- _WHAT YOU SHOULD DO_:
Please transcribe the data that follows exactly, from its first line through the line that contains "impl Default for".
------------------------------------
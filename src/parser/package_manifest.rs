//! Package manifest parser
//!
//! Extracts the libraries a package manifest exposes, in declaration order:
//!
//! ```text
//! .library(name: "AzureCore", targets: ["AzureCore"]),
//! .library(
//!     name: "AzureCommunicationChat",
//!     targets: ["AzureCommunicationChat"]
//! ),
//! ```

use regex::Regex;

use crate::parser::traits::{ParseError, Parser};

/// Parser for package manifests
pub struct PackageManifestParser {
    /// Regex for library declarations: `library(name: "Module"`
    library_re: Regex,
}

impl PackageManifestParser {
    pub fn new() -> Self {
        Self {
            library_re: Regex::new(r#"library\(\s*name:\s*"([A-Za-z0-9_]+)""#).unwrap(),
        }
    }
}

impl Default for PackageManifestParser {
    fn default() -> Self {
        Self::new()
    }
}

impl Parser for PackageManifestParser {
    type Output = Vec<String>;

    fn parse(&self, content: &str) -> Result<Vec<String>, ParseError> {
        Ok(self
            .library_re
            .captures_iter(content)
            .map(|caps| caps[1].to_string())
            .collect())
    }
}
------------------------------------
- _ANSWER SPACE_:
filename src/parser/package_manifest.rs
//! Package manifest parser
//!
//! Extracts the libraries a package manifest exposes, in declaration order:
//!
//! ```text
//! .library(name: "AzureCore", targets: ["AzureCore"]),
//! .library(
//!     name: "AzureCommunicationChat",
//!     targets: ["AzureCommunicationChat"]
//! ),
//! ```

use regex::Regex;

use crate::parser::traits::{ParseError, Parser};

/// Parser for package manifests
pub struct PackageManifestParser {
    /// Regex for library declarations: `library(name: "Module"`
    library_re: Regex,
}

impl PackageManifestParser {
    pub fn new() -> Self {
        Self {
            library_re: Regex::new(r#"library\(\s*name:\s*"([A-Za-z0-9_]+)""#).unwrap(),
        }
    }
}

impl Default for PackageManifestParser {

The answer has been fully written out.